-- Information provided follows --

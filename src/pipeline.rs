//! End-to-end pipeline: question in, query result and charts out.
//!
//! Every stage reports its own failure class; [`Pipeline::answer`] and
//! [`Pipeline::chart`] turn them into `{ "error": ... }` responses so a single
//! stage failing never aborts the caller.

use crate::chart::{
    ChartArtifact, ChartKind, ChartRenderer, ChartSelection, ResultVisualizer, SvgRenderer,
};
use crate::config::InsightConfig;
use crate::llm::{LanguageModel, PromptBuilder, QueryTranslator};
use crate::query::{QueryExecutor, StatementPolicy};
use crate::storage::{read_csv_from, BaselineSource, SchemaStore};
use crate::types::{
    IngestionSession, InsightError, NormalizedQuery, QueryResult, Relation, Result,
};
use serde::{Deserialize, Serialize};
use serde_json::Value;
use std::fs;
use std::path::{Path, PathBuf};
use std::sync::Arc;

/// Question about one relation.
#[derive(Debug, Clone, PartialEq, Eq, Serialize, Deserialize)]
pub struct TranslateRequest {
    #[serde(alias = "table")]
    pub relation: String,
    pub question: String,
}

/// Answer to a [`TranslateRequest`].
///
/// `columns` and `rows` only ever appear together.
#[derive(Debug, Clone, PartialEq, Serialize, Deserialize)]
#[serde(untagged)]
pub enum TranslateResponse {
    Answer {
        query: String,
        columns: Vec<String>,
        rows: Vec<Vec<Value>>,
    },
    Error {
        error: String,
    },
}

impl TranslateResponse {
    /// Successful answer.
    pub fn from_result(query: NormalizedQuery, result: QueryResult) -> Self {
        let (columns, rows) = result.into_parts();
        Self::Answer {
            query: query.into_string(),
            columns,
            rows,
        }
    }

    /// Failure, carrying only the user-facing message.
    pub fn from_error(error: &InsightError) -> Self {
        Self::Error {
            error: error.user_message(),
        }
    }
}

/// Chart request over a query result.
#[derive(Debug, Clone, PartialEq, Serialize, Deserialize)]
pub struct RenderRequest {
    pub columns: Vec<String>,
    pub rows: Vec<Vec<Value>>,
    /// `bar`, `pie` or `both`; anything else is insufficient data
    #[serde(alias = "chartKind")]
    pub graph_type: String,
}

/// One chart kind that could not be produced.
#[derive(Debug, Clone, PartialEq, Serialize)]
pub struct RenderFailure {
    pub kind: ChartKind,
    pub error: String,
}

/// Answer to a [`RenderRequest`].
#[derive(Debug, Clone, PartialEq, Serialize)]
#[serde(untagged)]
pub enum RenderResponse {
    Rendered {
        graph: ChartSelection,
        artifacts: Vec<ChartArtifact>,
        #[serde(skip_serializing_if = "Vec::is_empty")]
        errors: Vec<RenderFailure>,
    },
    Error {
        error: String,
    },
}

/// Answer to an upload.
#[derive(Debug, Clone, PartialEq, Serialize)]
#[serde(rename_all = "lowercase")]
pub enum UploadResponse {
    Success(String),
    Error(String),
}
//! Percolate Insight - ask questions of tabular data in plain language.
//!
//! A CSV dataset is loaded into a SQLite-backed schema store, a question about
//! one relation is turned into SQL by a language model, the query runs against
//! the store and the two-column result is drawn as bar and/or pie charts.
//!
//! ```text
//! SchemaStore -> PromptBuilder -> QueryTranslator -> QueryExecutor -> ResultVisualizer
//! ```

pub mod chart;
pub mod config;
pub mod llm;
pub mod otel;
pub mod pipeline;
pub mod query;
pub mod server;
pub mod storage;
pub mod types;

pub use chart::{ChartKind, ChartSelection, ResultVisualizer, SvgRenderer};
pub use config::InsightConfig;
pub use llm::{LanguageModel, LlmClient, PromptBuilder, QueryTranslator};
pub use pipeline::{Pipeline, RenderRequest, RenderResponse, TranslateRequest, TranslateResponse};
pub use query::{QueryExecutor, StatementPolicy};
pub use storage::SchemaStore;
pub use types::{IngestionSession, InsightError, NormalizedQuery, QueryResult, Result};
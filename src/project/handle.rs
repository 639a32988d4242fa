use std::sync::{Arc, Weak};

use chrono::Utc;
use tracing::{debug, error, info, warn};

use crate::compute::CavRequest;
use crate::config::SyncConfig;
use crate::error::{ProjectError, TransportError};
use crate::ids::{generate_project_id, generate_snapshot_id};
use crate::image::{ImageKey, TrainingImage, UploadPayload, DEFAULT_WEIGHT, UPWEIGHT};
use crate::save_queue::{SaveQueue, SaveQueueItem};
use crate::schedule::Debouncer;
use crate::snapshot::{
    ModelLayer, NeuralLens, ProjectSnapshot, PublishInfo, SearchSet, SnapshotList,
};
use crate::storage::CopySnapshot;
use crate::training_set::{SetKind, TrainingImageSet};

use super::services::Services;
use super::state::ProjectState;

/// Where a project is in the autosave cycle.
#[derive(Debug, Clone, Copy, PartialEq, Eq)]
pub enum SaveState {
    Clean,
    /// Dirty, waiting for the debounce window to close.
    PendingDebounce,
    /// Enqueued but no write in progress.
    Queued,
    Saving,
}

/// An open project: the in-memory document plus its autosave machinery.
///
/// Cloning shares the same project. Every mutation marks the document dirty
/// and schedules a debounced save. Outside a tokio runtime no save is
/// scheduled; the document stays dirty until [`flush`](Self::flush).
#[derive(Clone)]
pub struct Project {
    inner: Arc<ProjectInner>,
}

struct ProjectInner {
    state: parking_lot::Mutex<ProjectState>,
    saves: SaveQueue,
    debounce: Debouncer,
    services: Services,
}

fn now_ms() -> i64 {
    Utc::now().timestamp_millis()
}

-- Information provided concluded --
-- Information provided follows --

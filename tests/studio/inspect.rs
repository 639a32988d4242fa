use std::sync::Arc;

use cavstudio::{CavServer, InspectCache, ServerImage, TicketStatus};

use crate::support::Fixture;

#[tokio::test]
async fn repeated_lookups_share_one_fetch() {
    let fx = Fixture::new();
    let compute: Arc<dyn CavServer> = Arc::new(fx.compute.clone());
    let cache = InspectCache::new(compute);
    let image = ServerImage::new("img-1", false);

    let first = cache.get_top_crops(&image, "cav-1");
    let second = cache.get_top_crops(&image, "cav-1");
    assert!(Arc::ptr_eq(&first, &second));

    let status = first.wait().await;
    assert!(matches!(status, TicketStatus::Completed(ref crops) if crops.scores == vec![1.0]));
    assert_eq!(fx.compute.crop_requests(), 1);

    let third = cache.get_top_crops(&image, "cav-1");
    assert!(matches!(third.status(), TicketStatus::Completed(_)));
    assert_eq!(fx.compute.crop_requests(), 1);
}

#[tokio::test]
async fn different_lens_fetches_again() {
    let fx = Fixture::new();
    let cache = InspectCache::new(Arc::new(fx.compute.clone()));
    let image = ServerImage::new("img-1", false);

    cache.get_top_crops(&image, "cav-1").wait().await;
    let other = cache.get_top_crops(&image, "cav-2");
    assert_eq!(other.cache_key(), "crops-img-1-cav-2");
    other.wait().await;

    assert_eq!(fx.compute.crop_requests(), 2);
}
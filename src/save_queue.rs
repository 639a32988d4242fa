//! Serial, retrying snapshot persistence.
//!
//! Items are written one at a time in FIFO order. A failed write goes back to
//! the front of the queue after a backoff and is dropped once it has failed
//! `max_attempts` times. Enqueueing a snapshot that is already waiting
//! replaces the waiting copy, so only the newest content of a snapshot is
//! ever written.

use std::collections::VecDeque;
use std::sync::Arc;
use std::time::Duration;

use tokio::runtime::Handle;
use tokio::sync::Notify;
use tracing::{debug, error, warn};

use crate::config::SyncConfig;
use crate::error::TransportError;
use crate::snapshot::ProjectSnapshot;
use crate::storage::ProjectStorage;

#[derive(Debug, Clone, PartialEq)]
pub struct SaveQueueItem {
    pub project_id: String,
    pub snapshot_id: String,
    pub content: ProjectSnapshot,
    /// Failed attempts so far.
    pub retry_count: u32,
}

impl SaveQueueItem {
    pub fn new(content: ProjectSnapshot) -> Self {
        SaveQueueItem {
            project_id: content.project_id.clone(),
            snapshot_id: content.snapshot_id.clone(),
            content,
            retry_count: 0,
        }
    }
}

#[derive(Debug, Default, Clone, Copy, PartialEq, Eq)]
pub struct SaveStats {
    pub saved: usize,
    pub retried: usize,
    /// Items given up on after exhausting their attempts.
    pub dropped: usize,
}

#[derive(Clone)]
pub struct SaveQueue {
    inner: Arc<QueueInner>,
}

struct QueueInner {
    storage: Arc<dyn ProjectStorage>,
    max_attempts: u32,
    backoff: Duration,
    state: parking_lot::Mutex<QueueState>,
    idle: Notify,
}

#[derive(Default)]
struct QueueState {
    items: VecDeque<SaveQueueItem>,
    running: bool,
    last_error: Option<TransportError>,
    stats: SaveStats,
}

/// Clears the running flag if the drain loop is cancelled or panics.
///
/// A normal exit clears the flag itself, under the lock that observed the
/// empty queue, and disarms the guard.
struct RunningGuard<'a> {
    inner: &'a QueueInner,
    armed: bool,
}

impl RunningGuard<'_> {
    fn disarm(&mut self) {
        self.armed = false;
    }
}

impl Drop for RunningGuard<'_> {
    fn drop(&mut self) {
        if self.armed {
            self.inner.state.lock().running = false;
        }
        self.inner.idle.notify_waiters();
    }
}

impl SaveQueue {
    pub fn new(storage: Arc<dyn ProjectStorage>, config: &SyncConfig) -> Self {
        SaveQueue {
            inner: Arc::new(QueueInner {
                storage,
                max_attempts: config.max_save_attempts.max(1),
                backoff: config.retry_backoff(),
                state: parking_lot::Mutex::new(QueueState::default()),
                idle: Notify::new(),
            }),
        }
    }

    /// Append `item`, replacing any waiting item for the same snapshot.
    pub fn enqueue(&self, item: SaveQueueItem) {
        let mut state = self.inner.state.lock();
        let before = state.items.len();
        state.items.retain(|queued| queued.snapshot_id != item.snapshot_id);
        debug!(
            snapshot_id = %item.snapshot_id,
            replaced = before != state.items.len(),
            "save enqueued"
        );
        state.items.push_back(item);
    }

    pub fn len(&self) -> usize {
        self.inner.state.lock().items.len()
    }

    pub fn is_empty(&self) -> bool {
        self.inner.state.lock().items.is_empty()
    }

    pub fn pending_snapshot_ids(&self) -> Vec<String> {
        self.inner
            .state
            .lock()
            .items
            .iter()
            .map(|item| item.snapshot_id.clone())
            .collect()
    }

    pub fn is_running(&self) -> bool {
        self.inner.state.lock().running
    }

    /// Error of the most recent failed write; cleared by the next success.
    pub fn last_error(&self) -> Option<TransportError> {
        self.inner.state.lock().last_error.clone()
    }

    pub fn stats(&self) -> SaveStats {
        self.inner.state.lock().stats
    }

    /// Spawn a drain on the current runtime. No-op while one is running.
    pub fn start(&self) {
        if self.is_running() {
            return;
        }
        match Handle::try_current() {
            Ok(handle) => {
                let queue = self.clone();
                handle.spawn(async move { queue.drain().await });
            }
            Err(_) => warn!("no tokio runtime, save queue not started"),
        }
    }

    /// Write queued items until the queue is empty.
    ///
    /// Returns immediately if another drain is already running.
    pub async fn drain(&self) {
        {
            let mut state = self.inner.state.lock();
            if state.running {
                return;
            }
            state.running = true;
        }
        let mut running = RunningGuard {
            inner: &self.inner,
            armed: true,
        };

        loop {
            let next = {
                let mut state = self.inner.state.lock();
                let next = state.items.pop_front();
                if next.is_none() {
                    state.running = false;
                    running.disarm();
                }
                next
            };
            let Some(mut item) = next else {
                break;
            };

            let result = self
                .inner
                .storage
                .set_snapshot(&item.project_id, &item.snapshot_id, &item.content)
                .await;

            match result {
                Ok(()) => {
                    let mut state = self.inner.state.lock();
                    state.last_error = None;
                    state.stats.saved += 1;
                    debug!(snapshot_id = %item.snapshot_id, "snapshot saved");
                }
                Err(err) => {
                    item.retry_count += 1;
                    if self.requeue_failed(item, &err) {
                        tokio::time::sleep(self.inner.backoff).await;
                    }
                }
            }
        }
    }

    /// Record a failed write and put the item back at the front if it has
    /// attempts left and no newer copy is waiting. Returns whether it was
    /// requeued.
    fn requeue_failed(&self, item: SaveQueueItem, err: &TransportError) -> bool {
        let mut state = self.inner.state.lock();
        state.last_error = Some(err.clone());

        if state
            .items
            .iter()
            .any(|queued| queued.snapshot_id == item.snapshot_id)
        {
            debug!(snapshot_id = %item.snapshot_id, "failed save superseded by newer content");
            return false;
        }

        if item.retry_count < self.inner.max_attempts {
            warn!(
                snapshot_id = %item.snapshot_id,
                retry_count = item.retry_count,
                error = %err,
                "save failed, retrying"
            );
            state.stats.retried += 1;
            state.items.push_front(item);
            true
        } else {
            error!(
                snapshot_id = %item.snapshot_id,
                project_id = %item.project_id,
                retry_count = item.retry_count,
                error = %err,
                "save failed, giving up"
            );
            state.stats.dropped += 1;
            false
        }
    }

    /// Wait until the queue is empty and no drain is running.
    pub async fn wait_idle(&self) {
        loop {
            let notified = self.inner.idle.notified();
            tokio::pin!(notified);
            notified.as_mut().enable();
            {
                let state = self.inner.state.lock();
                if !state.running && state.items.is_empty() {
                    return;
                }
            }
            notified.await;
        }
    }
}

-- Information provided concluded --
-- Information provided follows --

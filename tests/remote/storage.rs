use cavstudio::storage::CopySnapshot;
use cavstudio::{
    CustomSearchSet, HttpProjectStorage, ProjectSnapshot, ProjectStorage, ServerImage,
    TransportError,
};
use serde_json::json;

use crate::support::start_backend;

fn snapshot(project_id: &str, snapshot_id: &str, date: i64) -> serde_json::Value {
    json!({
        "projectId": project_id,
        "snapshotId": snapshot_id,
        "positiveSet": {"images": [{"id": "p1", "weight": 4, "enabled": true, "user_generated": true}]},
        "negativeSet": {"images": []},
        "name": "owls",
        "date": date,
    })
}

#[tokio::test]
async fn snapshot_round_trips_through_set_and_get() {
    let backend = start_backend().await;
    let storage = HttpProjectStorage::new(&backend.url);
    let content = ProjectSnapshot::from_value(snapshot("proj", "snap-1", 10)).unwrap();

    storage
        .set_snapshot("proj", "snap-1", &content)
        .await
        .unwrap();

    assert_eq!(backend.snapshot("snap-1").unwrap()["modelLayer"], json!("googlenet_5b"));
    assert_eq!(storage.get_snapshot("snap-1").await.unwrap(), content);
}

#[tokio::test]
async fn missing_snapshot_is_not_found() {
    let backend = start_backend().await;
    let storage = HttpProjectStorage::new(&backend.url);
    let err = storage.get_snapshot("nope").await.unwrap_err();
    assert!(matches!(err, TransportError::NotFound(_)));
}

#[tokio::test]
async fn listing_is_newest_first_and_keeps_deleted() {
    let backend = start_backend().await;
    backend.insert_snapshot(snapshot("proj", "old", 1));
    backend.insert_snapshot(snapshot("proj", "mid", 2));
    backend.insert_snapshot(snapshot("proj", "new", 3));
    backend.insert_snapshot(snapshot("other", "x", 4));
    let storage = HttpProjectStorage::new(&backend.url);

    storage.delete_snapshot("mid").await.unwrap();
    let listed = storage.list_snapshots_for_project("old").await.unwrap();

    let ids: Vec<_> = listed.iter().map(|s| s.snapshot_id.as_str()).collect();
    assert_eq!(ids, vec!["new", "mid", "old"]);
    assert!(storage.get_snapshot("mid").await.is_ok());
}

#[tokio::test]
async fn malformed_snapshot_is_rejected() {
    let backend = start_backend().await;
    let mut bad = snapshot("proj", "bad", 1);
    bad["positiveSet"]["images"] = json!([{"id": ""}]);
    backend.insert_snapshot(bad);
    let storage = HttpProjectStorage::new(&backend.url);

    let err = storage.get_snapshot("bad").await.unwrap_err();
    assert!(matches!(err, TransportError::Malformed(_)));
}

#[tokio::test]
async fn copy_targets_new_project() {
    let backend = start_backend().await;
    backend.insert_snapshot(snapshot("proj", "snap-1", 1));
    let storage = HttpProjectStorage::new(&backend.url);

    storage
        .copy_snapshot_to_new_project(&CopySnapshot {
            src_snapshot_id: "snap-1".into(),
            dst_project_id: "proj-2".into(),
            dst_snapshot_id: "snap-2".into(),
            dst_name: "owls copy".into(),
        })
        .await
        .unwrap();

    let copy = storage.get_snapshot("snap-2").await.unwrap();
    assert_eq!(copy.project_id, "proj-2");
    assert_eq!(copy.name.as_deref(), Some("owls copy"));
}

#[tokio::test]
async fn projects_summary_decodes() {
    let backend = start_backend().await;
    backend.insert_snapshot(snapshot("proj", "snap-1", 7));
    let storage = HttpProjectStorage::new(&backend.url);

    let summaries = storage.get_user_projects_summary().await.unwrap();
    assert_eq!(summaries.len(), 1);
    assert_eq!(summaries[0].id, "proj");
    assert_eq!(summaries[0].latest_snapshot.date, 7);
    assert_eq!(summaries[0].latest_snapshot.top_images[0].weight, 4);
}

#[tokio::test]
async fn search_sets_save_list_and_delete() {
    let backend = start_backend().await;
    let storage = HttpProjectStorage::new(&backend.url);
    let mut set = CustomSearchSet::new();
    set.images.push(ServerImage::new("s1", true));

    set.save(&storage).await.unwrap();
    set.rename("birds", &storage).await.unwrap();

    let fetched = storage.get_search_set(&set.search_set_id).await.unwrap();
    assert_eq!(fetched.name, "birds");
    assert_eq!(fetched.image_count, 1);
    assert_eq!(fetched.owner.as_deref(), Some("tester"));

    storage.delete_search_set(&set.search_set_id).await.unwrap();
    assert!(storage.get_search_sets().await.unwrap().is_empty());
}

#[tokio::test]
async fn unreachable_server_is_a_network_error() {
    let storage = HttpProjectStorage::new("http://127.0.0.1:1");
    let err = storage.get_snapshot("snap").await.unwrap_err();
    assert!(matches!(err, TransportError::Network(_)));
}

-- Information provided concluded --

*Task:* If a line in the material above contains "columns", show that line.

*Your response:*
/// `columns` and `rows` only ever appear together.
        columns: Vec<String>,
        let (columns, rows) = result.into_parts();
            columns,
    pub columns: Vec<String>,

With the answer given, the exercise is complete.